Upper Ocean Structure: Responses to Strong Atmospheric Forcing Events

Abstract

Over the past decade, progress in measurement and modeling of the oceanic response to strong forcing events such as tropical cyclones (TCs) is given with a focus on western parts of the North Atlantic and North Pacific Ocean basins. These regimes are known for their energetic upper ocean currents that drive the basin circulation. In terms of the upper response, considerable attention has focused on the cold wake structure beginning just in back of the eye-wall of TCs. In these regimes, sea surface cooling levels of more than 3°C often result in the negative feedback primarily due to vigorous shear-induced mixing at the base of the ocean mixed layer through wind-driven currents.
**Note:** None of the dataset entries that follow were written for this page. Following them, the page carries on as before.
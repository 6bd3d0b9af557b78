//! FieldError for Record accessors

/// Error type for typed field access on a [`Record`](crate::model::Record).
#[derive(Debug, Clone, PartialEq, thiserror::Error)]
pub enum FieldError {
    /// The requested field is not present in the record.
    #[error("Field '{field}' not found in record")]
    Missing { field: String },

    /// The field holds a value of a different type.
    #[error("Field '{field}' type mismatch: expected {expected}, got {actual}")]
    TypeMismatch {
        field: String,
        expected: &'static str,
        actual: &'static str,
    },
}

impl FieldError {
    pub fn missing(field: impl Into<String>) -> Self {
        Self::Missing {
            field: field.into(),
        }
    }

    pub fn type_mismatch(field: impl Into<String>, expected: &'static str, actual: &'static str) -> Self {
        Self::TypeMismatch {
            field: field.into(),
            expected,
            actual,
        }
    }

    /// Returns the name of the field the error refers to.
    pub fn field(&self) -> &str {
        match self {
            Self::Missing { field } | Self::TypeMismatch { field, .. } => field,
        }
    }
}
//! Filter expressions for query and link criteria.

use crate::model::Value;

/// How the members of a filter group combine.
#[derive(Debug, Clone, Copy, PartialEq, Eq, Default)]
pub enum LogicalOperator {
    #[default]
    And,
    Or,
}

impl LogicalOperator {
    pub fn as_fetchxml(&self) -> &'static str {
        match self {
            LogicalOperator::And => "and",
            LogicalOperator::Or => "or",
        }
    }
}

/// Comparison applied by a condition.
#[derive(Debug, Clone, Copy, PartialEq, Eq)]
pub enum ConditionOperator {
    Equal,
    NotEqual,
    GreaterThan,
    GreaterEqual,
    LessThan,
    LessEqual,
    Like,
    NotLike,
    BeginsWith,
    EndsWith,
    In,
    NotIn,
    Between,
    NotBetween,
    Null,
    NotNull,
}

impl ConditionOperator {
    /// Returns the FetchXML `operator` attribute value.
    pub fn as_fetchxml(&self) -> &'static str {
        match self {
            ConditionOperator::Equal => "eq",
            ConditionOperator::NotEqual => "ne",
            ConditionOperator::GreaterThan => "gt",
            ConditionOperator::GreaterEqual => "ge",
            ConditionOperator::LessThan => "lt",
            ConditionOperator::LessEqual => "le",
            ConditionOperator::Like => "like",
            ConditionOperator::NotLike => "not-like",
            ConditionOperator::BeginsWith => "begins-with",
            ConditionOperator::EndsWith => "ends-with",
            ConditionOperator::In => "in",
            ConditionOperator::NotIn => "not-in",
            ConditionOperator::Between => "between",
            ConditionOperator::NotBetween => "not-between",
            ConditionOperator::Null => "null",
            ConditionOperator::NotNull => "not-null",
        }
    }

    /// Returns `true` for operators that take a list of `<value>` children.
    pub(crate) fn is_multi_valued(&self) -> bool {
        matches!(
            self,
            ConditionOperator::In
                | ConditionOperator::NotIn
                | ConditionOperator::Between
                | ConditionOperator::NotBetween
        )
    }
}

/// A single attribute comparison.
#[derive(Debug, Clone, PartialEq)]
pub struct ConditionExpression {
    /// Entity (or link alias) the attribute belongs to, when it is not the
    /// entity the filter is attached to.
    pub entity_name: Option<String>,
    pub attribute: String,
    pub operator: ConditionOperator,
    pub values: Vec<Value>,
}

impl ConditionExpression {
    pub fn new<I, V>(attribute: impl Into<String>, operator: ConditionOperator, values: I) -> Self
    where
        I: IntoIterator<Item = V>,
        V: Into<Value>,
    {
        Self {
            entity_name: None,
            attribute: attribute.into(),
            operator,
            values: values.into_iter().map(Into::into).collect(),
        }
    }

    /// Scopes the condition to another entity or link alias.
    pub fn with_entity(mut self, entity_name: impl Into<String>) -> Self {
        self.entity_name = Some(entity_name.into());
        self
    }
}

/// A group of conditions and nested groups joined by one logical operator.
#[derive(Debug, Clone, Default, PartialEq)]
pub struct FilterExpression {
    pub operator: LogicalOperator,
    pub conditions: Vec<ConditionExpression>,
    pub filters: Vec<FilterExpression>,
}

impl FilterExpression {
    pub fn new(operator: LogicalOperator) -> Self {
        Self {
            operator,
            conditions: Vec::new(),
            filters: Vec::new(),
        }
    }

    /// Returns `true` if the filter constrains nothing.
    pub fn is_empty(&self) -> bool {
        self.conditions.is_empty() && self.filters.iter().all(FilterExpression::is_empty)
    }
}

/// Builder handed to `filter` callbacks.
///
/// ```ignore
/// query.filter(LogicalOperator::Or, |f| {
///     f.condition("statecode", ConditionOperator::Equal, [0])
///         .condition("name", ConditionOperator::BeginsWith, ["Con"]);
/// });
/// ```
#[derive(Debug, Default)]
pub struct FilterBuilder {
    filter: FilterExpression,
}

impl FilterBuilder {
    pub(crate) fn new(operator: LogicalOperator) -> Self {
        Self {
            filter: FilterExpression::new(operator),
        }
    }

    /// Adds a condition on the filtered entity.
    pub fn condition<I, V>(
        &mut self,
        attribute: impl Into<String>,
        operator: ConditionOperator,
        values: I,
    ) -> &mut Self
    where
        I: IntoIterator<Item = V>,
        V: Into<Value>,
    {
        self.filter
            .conditions
            .push(ConditionExpression::new(attribute, operator, values));
        self
    }

    /// Adds a condition on another entity or link alias.
    pub fn entity_condition<I, V>(
        &mut self,
        entity_name: impl Into<String>,
        attribute: impl Into<String>,
        operator: ConditionOperator,
        values: I,
    ) -> &mut Self
    where
        I: IntoIterator<Item = V>,
        V: Into<Value>,
    {
        self.filter
            .conditions
            .push(ConditionExpression::new(attribute, operator, values).with_entity(entity_name));
        self
    }

    /// Adds a nested group.
    pub fn filter<F>(&mut self, operator: LogicalOperator, configure: F) -> &mut Self
    where
        F: FnOnce(&mut FilterBuilder),
    {
        let nested = build_filter(operator, configure);
        self.filter.filters.push(nested);
        self
    }

    pub(crate) fn into_filter(self) -> FilterExpression {
        self.filter
    }
}

/// Runs a filter callback against a fresh builder and returns its result.
pub(crate) fn build_filter<F>(operator: LogicalOperator, configure: F) -> FilterExpression
where
    F: FnOnce(&mut FilterBuilder),
{
    let mut builder = FilterBuilder::new(operator);
    configure(&mut builder);
    builder.into_filter()
}

#[cfg(test)]
mod tests {
    use super::*;

    #[test]
    fn test_nested_filter() {
        let filter = build_filter(LogicalOperator::And, |f| {
            f.condition("statecode", ConditionOperator::Equal, [0])
                .filter(LogicalOperator::Or, |or| {
                    or.condition("name", ConditionOperator::BeginsWith, ["A"])
                        .entity_condition("pc", "fullname", ConditionOperator::NotNull, Vec::<Value>::new());
                });
        });

        assert_eq!(filter.conditions.len(), 1);
        assert_eq!(filter.filters.len(), 1);
        assert_eq!(filter.filters[0].operator, LogicalOperator::Or);
        assert_eq!(
            filter.filters[0].conditions[1].entity_name.as_deref(),
            Some("pc")
        );
    }

    #[test]
    fn test_empty_groups_are_empty() {
        let filter = build_filter(LogicalOperator::And, |f| {
            f.filter(LogicalOperator::Or, |_| {});
        });
        assert!(filter.is_empty());
    }
}
//! CloudCRM CLI - Database migrations and management tools.
//!
//! # Usage
//!
//! ```bash
//! # Run database migrations
//! cloudcrm-cli migrate
//!
//! # Create an operator account
//! cloudcrm-cli user create -e admin@example.com -n "Avery Admin" -r admin -p <password>
//!
//! # Fill an empty database with demo data
//! cloudcrm-cli seed
//! ```
//!
//! # Commands
//!
//! - `migrate` - Run database migrations
//! - `user create` - Create operator accounts
//! - `seed` - Seed the database with demo data

#![cfg_attr(not(test), forbid(unsafe_code))]

use clap::{Parser, Subcommand};

mod commands;

#[derive(Parser)]
#[command(name = "cloudcrm-cli")]
#[command(author, version, about = "CloudCRM Pro CLI tools")]
struct Cli {
    #[command(subcommand)]
    command: Commands,
}

#[derive(Subcommand)]
enum Commands {
    /// Run database migrations
    Migrate,
    /// Manage operator accounts
    User {
        #[command(subcommand)]
        action: UserAction,
    },
    /// Seed the database with demo data
    Seed {
        /// Seed even if the database already holds business data
        #[arg(long)]
        force: bool,
    },
}

#[derive(Subcommand)]
enum UserAction {
    /// Create a new operator account
    Create {
        /// Operator email address
        #[arg(short, long)]
        email: String,

        /// Operator display name
        #[arg(short, long)]
        name: String,

        /// Operator role (`admin`, `manager`, `staff`)
        #[arg(short, long, default_value = "admin")]
        role: String,

        /// Initial password
        #[arg(short, long)]
        password: String,
    },
}

#[tokio::main]
async fn main() {
    // Initialize tracing
    tracing_subscriber::fmt::init();

    let cli = Cli::parse();

    let result: Result<(), Box<dyn std::error::Error>> = run(cli).await;

    if let Err(e) = result {
        tracing::error!("Command failed: {e}");
        std::process::exit(1);
    }
}

async fn run(cli: Cli) -> Result<(), Box<dyn std::error::Error>> {
    match cli.command {
        Commands::Migrate => commands::migrate::run().await?,
        Commands::User { action } => match action {
            UserAction::Create {
                email,
                name,
                role,
                password,
            } => {
                commands::user::create(&email, &name, &role, &password).await?;
            }
        },
        Commands::Seed { force } => commands::seed::run(force).await?,
    }
    Ok(())
}
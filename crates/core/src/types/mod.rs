//! Core types for CloudCRM.
//!
//! This module provides type-safe wrappers for common domain concepts.

pub mod email;
pub mod id;
pub mod money;
pub mod status;

pub use email::{Email, EmailError};
pub use id::*;
pub use money::Money;
pub use status::*;
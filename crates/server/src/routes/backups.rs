//! Backup and restore handlers. Admin only.

use std::net::SocketAddr;

use axum::{
    Json,
    extract::{ConnectInfo, Path, State},
    http::{HeaderMap, StatusCode},
};
use uuid::Uuid;

use cloudcrm_core::{NotificationKind, SecurityEventKind, Severity};

use crate::db::{NewSecurityEvent, NotificationRepository, audit};
use crate::error::AppError;
use crate::middleware::{RequireAdmin, client_ip};
use crate::models::Backup;
use crate::services::{BackupService, RestoreSummary};
use crate::state::AppState;

/// Take a snapshot of the business tables.
pub async fn create(
    State(state): State<AppState>,
    RequireAdmin(current): RequireAdmin,
    ConnectInfo(peer): ConnectInfo<SocketAddr>,
    headers: HeaderMap,
) -> Result<(StatusCode, Json<Backup>), AppError> {
    let backup = BackupService::new(state.pool()).create().await?;

    let ip = client_ip(&headers, peer).to_string();
    let detail = format!("backup {} created ({} bytes)", backup.id, backup.size_bytes);
    audit(
        state.pool(),
        NewSecurityEvent {
            kind: SecurityEventKind::BackupCreated,
            user_email: Some(current.user.email.as_str()),
            ip: Some(&ip),
            detail: Some(&detail),
        },
    )
    .await;

    Ok((StatusCode::CREATED, Json(backup)))
}

/// List stored backups, newest first.
pub async fn list(
    State(state): State<AppState>,
    RequireAdmin(_current): RequireAdmin,
) -> Result<Json<Vec<Backup>>, AppError> {
    let backups = BackupService::new(state.pool()).list().await?;
    Ok(Json(backups))
}

/// Replace the business tables with a snapshot's contents.
pub async fn restore(
    State(state): State<AppState>,
    RequireAdmin(current): RequireAdmin,
    ConnectInfo(peer): ConnectInfo<SocketAddr>,
    headers: HeaderMap,
    Path(id): Path<Uuid>,
) -> Result<Json<RestoreSummary>, AppError> {
    let summary = BackupService::new(state.pool()).restore(id).await?;

    let ip = client_ip(&headers, peer).to_string();
    let detail = format!(
        "backup {id} restored ({} customers, {} suppliers, {} products, {} orders)",
        summary.customers, summary.suppliers, summary.products, summary.orders
    );
    audit(
        state.pool(),
        NewSecurityEvent {
            kind: SecurityEventKind::BackupRestored,
            user_email: Some(current.user.email.as_str()),
            ip: Some(&ip),
            detail: Some(&detail),
        },
    )
    .await;

    if let Err(e) = NotificationRepository::new(state.pool())
        .insert(
            NotificationKind::System,
            Severity::Info,
            "Backup restored",
            &format!("Data was restored from backup {id}"),
        )
        .await
    {
        tracing::warn!(error = %e, "failed to record restore notification");
    }

    Ok(Json(summary))
}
This effect has been modeled extensively often assuming that the basic state (or pre-TC condition) is at rest. However, the background oceanic state, and in particular in the western parts of the oceanic basins in the Northern Hemisphere the flows are energetic. The ensuing upper ocean thermal response is considerably weaker (less surface cooling) to strong TC forcing where the warm layers extend to greater depth. That is, strong currents transport warm water poleward (Loop Current, Florida Current, Gulf Stream, and the Kuroshio). In these regimes, wind-driven shears are arrested by these background currents which does not allow strong sea surface cooling through mixing processes. In addition, oceanic heat content levels remain relatively high during TC passage in these regimes. Thus, a key part of this interaction is the ocean's momentum balance (e.g., currents and shears). This less-negative feedback implies that there is a more sustained ocean-to-atmosphere heat and moisture (enthalpy) flux to the TC and represents an important mechanism for observed deepening of severe TCs. Recently developed assimilation schemes for models and new measurement tools for oceanic observations are briefly discussed herein where the focus is on future avenues for basic and applied research in improving our understanding of these coupled responses during TC passage.